(EXTRACTED INFORMATION Opens)
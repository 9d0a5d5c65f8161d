// packages/engine/src/wire/chunk.rs
//! CallRecordChunk payload layout
//!
//! ```text
//! chunk  = [recording id i32][record count u32] record*
//! record = [tag u8][body length u32][body]
//! enter  = [call id u64][method id u64][timestamp i64][callee obj][arg count u32][arg obj]*
//! exit   = [call id u64][thrown u8][timestamp i64][obj]
//! obj    = [length u32][encoded object]
//! ```
//!
//! A timestamp of -1 means none. A record's address is the absolute stream
//! offset of its tag byte; the reader keeps it so the full record can be
//! fetched again later without re-scanning the stream.

use crate::model::record::{CallId, EnterRecord, ExitRecord, ExitValue};
use crate::objects::{decode_object, ObjectRecord, TypeResolver};
use crate::utils::errors::{EngineError, Result};
use crate::wire::binary::{BinaryOutput, ByteReader};
use crate::wire::frame::Frame;
use bytes::Bytes;
use tracing::debug;

pub const ENTER_TAG: u8 = 1;
pub const EXIT_TAG: u8 = 2;

/// `[recording id][record count]`
pub const CHUNK_HEADER_LEN: usize = 8;

/// `[tag][body length]`
pub const RECORD_HEADER_LEN: usize = 5;

const NO_TIMESTAMP: i64 = -1;

fn encode_timestamp(ts: Option<i64>) -> i64 {
    ts.unwrap_or(NO_TIMESTAMP)
}

fn decode_timestamp(raw: i64) -> Option<i64> {
    if raw < 0 {
        None
    } else {
        Some(raw)
    }
}

/// Append an enter record; returns the number of bytes written
pub fn write_enter<O: BinaryOutput + ?Sized>(
    out: &mut O,
    call_id: CallId,
    method_id: u64,
    timestamp_nanos: Option<i64>,
    callee: &[u8],
    args: &[Vec<u8>],
) -> usize {
    let body_len = 8 + 8 + 8 + 4 + callee.len() + 4 + args.iter().map(|a| 4 + a.len()).sum::<usize>();

    out.write_u8(ENTER_TAG);
    out.write_u32(body_len as u32);
    out.write_u64(call_id.0);
    out.write_u64(method_id);
    out.write_i64(encode_timestamp(timestamp_nanos));
    out.write_blob(callee);
    out.write_u32(args.len() as u32);
    for arg in args {
        out.write_blob(arg);
    }
    RECORD_HEADER_LEN + body_len
}

/// Append an exit record; returns the number of bytes written
pub fn write_exit<O: BinaryOutput + ?Sized>(
    out: &mut O,
    call_id: CallId,
    thrown: bool,
    timestamp_nanos: Option<i64>,
    value: &[u8],
) -> usize {
    let body_len = 8 + 1 + 8 + 4 + value.len();

    out.write_u8(EXIT_TAG);
    out.write_u32(body_len as u32);
    out.write_u64(call_id.0);
    out.write_bool(thrown);
    out.write_i64(encode_timestamp(timestamp_nanos));
    out.write_blob(value);
    RECORD_HEADER_LEN + body_len
}

/// Enter record with its objects still encoded
#[derive(Debug, Clone, PartialEq)]
pub struct RawEnter {
    pub address: u64,
    pub call_id: CallId,
    pub method_id: u64,
    pub timestamp_nanos: Option<i64>,
    pub callee: Bytes,
    pub args: Vec<Bytes>,
}

impl RawEnter {
    /// Decode the objects; each undecodable one becomes `NotRecorded`
    pub fn decode(&self, recording_id: i32, types: &dyn TypeResolver) -> EnterRecord {
        let callee = decode_or_not_recorded(&self.callee, types, self.call_id, "callee");
        let args = self
            .args
            .iter()
            .map(|arg| decode_or_not_recorded(arg, types, self.call_id, "argument"))
            .collect();
        EnterRecord {
            recording_id,
            call_id: self.call_id,
            method_id: self.method_id,
            callee,
            args,
            timestamp_nanos: self.timestamp_nanos,
        }
    }
}

/// Exit record with its object still encoded
#[derive(Debug, Clone, PartialEq)]
pub struct RawExit {
    pub address: u64,
    pub call_id: CallId,
    pub thrown: bool,
    pub timestamp_nanos: Option<i64>,
    pub value: Bytes,
}

impl RawExit {
    pub fn decode(&self, recording_id: i32, types: &dyn TypeResolver) -> ExitRecord {
        let record = decode_or_not_recorded(&self.value, types, self.call_id, "exit value");
        let value = if self.thrown {
            ExitValue::Thrown(record)
        } else {
            ExitValue::Returned(record)
        };
        ExitRecord {
            recording_id,
            call_id: self.call_id,
            value,
            timestamp_nanos: self.timestamp_nanos,
        }
    }
}

fn decode_or_not_recorded(data: &[u8], types: &dyn TypeResolver, call_id: CallId, what: &str) -> ObjectRecord {
    decode_object(data, types).unwrap_or_else(|e| {
        debug!("Undecodable {} of call {}: {}", what, call_id, e);
        ObjectRecord::NotRecorded
    })
}

#[derive(Debug, Clone, PartialEq)]
pub enum RawRecord {
    Enter(RawEnter),
    Exit(RawExit),
}

impl RawRecord {
    pub fn call_id(&self) -> CallId {
        match self {
            RawRecord::Enter(enter) => enter.call_id,
            RawRecord::Exit(exit) => exit.call_id,
        }
    }

    pub fn address(&self) -> u64 {
        match self {
            RawRecord::Enter(enter) => enter.address,
            RawRecord::Exit(exit) => exit.address,
        }
    }
}

/// Parse one complete record (`[tag][len][body]`) found at `address`
pub fn parse_record(record: &Bytes, address: u64) -> Result<RawRecord> {
    let mut reader = ByteReader::new(record);
    let tag = reader.read_u8()?;
    let len = reader.read_u32()? as usize;
    if reader.remaining() < len {
        return Err(EngineError::DecodingFailed(format!(
            "Record at {} declares {} bytes, {} available",
            address,
            len,
            reader.remaining()
        )));
    }
    let body = record.slice(RECORD_HEADER_LEN..RECORD_HEADER_LEN + len);
    parse_body(tag, &body, address)
}

fn parse_body(tag: u8, body: &Bytes, address: u64) -> Result<RawRecord> {
    let mut reader = ByteReader::new(body);
    let record = match tag {
        ENTER_TAG => {
            let call_id = CallId(reader.read_u64()?);
            let method_id = reader.read_u64()?;
            let timestamp_nanos = decode_timestamp(reader.read_i64()?);
            let callee = read_object_slice(&mut reader, body)?;
            let count = reader.read_u32()?;
            let mut args = Vec::with_capacity(count.min(256) as usize);
            for _ in 0..count {
                args.push(read_object_slice(&mut reader, body)?);
            }
            RawRecord::Enter(RawEnter {
                address,
                call_id,
                method_id,
                timestamp_nanos,
                callee,
                args,
            })
        }
        EXIT_TAG => {
            let call_id = CallId(reader.read_u64()?);
            let thrown = reader.read_bool()?;
            let timestamp_nanos = decode_timestamp(reader.read_i64()?);
            let value = read_object_slice(&mut reader, body)?;
            RawRecord::Exit(RawExit {
                address,
                call_id,
                thrown,
                timestamp_nanos,
                value,
            })
        }
        other => {
            return Err(EngineError::DecodingFailed(format!(
                "Unknown record tag {} at {}",
                other, address
            )))
        }
    };
    Ok(record)
}

fn read_object_slice(reader: &mut ByteReader<'_>, body: &Bytes) -> Result<Bytes> {
    let len = reader.read_u32()? as usize;
    let start = reader.position();
    reader.read_bytes(len)?;
    Ok(body.slice(start..start + len))
}

/// Decoded chunk header plus lazy record iteration
#[derive(Debug, Clone)]
pub struct Chunk {
    pub recording_id: i32,
    pub record_count: u32,
    payload: Bytes,
    payload_offset: u64,
}

impl Chunk {
    pub fn decode(frame: &Frame) -> Result<Self> {
        let mut reader = ByteReader::new(&frame.payload);
        let recording_id = reader.read_i32()?;
        let record_count = reader.read_u32()?;
        Ok(Self {
            recording_id,
            record_count,
            payload: frame.payload.clone(),
            payload_offset: frame.payload_offset(),
        })
    }

    /// Records in arrival order
    ///
    /// A record whose body is malformed yields an error and iteration moves
    /// on to the next record; a record header running past the chunk ends it.
    pub fn records(&self) -> ChunkRecords<'_> {
        ChunkRecords {
            chunk: self,
            position: CHUNK_HEADER_LEN,
            done: false,
        }
    }
}

pub struct ChunkRecords<'a> {
    chunk: &'a Chunk,
    position: usize,
    done: bool,
}

impl Iterator for ChunkRecords<'_> {
    type Item = Result<RawRecord>;

    fn next(&mut self) -> Option<Self::Item> {
        let payload = &self.chunk.payload;
        if self.done || self.position >= payload.len() {
            return None;
        }

        let address = self.chunk.payload_offset + self.position as u64;
        let mut reader = ByteReader::new(&payload[self.position..]);
        let header = reader.read_u8().and_then(|tag| Ok((tag, reader.read_u32()? as usize)));
        let (tag, len) = match header {
            Ok((tag, len)) if len <= reader.remaining() => (tag, len),
            Ok((_, len)) => {
                self.done = true;
                return Some(Err(EngineError::DecodingFailed(format!(
                    "Record at {} declares {} bytes past the end of its chunk",
                    address, len
                ))));
            }
            Err(e) => {
                self.done = true;
                return Some(Err(e));
            }
        };

        let body_start = self.position + RECORD_HEADER_LEN;
        let body = payload.slice(body_start..body_start + len);
        self.position = body_start + len;
        Some(parse_body(tag, &body, address))
    }
}

#[cfg(test)]
mod tests {
    use super::*;
    use crate::objects::{BuiltinResolver, ObjectRecorderRegistry, RecorderKind, Value};
    use crate::wire::frame::{encode_frame, frames, FrameKind, FRAME_HEADER_LEN};

    fn encoded(value: &Value) -> Vec<u8> {
        let mut out = Vec::new();
        ObjectRecorderRegistry::new(3).encode(value, &mut out).unwrap();
        out
    }

    fn chunk_frame(recording_id: i32, body: impl FnOnce(&mut Vec<u8>) -> u32) -> Vec<u8> {
        let mut payload = Vec::new();
        payload.write_i32(recording_id);
        payload.write_u32(0);
        let count = body(&mut payload);
        payload[4..8].copy_from_slice(&count.to_le_bytes());

        let mut stream = Vec::new();
        encode_frame(FrameKind::CallRecordChunk, &payload, &mut stream);
        stream
    }

    #[test]
    fn test_records_and_addresses() {
        let stream = chunk_frame(3, |out| {
            write_enter(out, CallId(1), 7, Some(10), &[], &[encoded(&Value::from("x"))]);
            write_exit(out, CallId(1), false, None, &encoded(&Value::from("x")));
            2
        });

        let frame = frames(&stream).next().unwrap().unwrap();
        let chunk = Chunk::decode(&frame).unwrap();
        assert_eq!(chunk.recording_id, 3);
        assert_eq!(chunk.record_count, 2);

        let records: Vec<RawRecord> = chunk.records().collect::<Result<_>>().unwrap();
        assert_eq!(records.len(), 2);
        assert_eq!(records[0].address(), (FRAME_HEADER_LEN + CHUNK_HEADER_LEN) as u64);

        let enter = match &records[0] {
            RawRecord::Enter(enter) => enter.decode(3, &BuiltinResolver),
            other => panic!("expected enter, got {:?}", other),
        };
        assert_eq!(enter.method_id, 7);
        assert_eq!(enter.timestamp_nanos, Some(10));
        assert_eq!(enter.callee, ObjectRecord::NotRecorded);
        assert_eq!(enter.args, vec![ObjectRecord::String { value: "x".into() }]);

        // a record can be parsed again from its address alone
        let address = records[1].address() as usize;
        let again = parse_record(&Bytes::copy_from_slice(&stream[address..]), address as u64).unwrap();
        assert_eq!(again, records[1]);
        match again {
            RawRecord::Exit(exit) => {
                let exit = exit.decode(3, &BuiltinResolver);
                assert_eq!(exit.value, ExitValue::Returned(ObjectRecord::String { value: "x".into() }));
                assert_eq!(exit.timestamp_nanos, None);
            }
            other => panic!("expected exit, got {:?}", other),
        }
    }

    #[test]
    fn test_bad_record_is_contained() {
        let stream = chunk_frame(1, |out| {
            // unknown tag with a well-formed length
            out.write_u8(9);
            out.write_u32(2);
            out.write_bytes(&[0, 0]);
            write_exit(out, CallId(4), true, None, &[]);
            2
        });

        let frame = frames(&stream).next().unwrap().unwrap();
        let chunk = Chunk::decode(&frame).unwrap();
        let records: Vec<_> = chunk.records().collect();

        assert_eq!(records.len(), 2);
        assert!(records[0].is_err());
        assert_eq!(records[1].as_ref().unwrap().call_id(), CallId(4));
    }

    #[test]
    fn test_overrunning_record_ends_iteration() {
        let stream = chunk_frame(1, |out| {
            out.write_u8(ENTER_TAG);
            out.write_u32(1000);
            1
        });

        let frame = frames(&stream).next().unwrap().unwrap();
        let records: Vec<_> = Chunk::decode(&frame).unwrap().records().collect();
        assert_eq!(records.len(), 1);
        assert!(records[0].is_err());
    }

    #[test]
    fn test_undecodable_value_is_not_recorded_alone() {
        // string recorder holding invalid UTF-8
        let mut bad = vec![RecorderKind::String.id()];
        bad.extend_from_slice(&crate::model::BUILTIN_TYPES.string.id.to_le_bytes());
        bad.write_blob(&[0xff, 0xfe]);

        let stream = chunk_frame(2, |out| {
            write_enter(
                out,
                CallId(1),
                5,
                None,
                &encoded(&Value::from("ok")),
                &[encoded(&Value::from("ok")), bad.clone()],
            );
            write_exit(out, CallId(1), false, None, &bad);
            2
        });

        let frame = frames(&stream).next().unwrap().unwrap();
        let records: Vec<RawRecord> = Chunk::decode(&frame).unwrap().records().collect::<Result<_>>().unwrap();
        let (RawRecord::Enter(enter), RawRecord::Exit(exit)) = (&records[0], &records[1]) else {
            panic!("expected enter then exit, got {:?}", records);
        };

        let enter = enter.decode(2, &BuiltinResolver);
        assert_eq!(enter.callee, ObjectRecord::String { value: "ok".into() });
        assert_eq!(
            enter.args,
            vec![ObjectRecord::String { value: "ok".into() }, ObjectRecord::NotRecorded]
        );
        assert_eq!(exit.decode(2, &BuiltinResolver).value, ExitValue::Returned(ObjectRecord::NotRecorded));
    }
}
(EXTRACTED INFORMATION Closes)
- _TASK_
From the entries, copy every line in which the string "FrameKind" can be found.

- _ANSWER TO THIS TASK_
    use crate::wire::frame::{encode_frame, frames, FrameKind, FRAME_HEADER_LEN};
        encode_frame(FrameKind::CallRecordChunk, &payload, &mut stream);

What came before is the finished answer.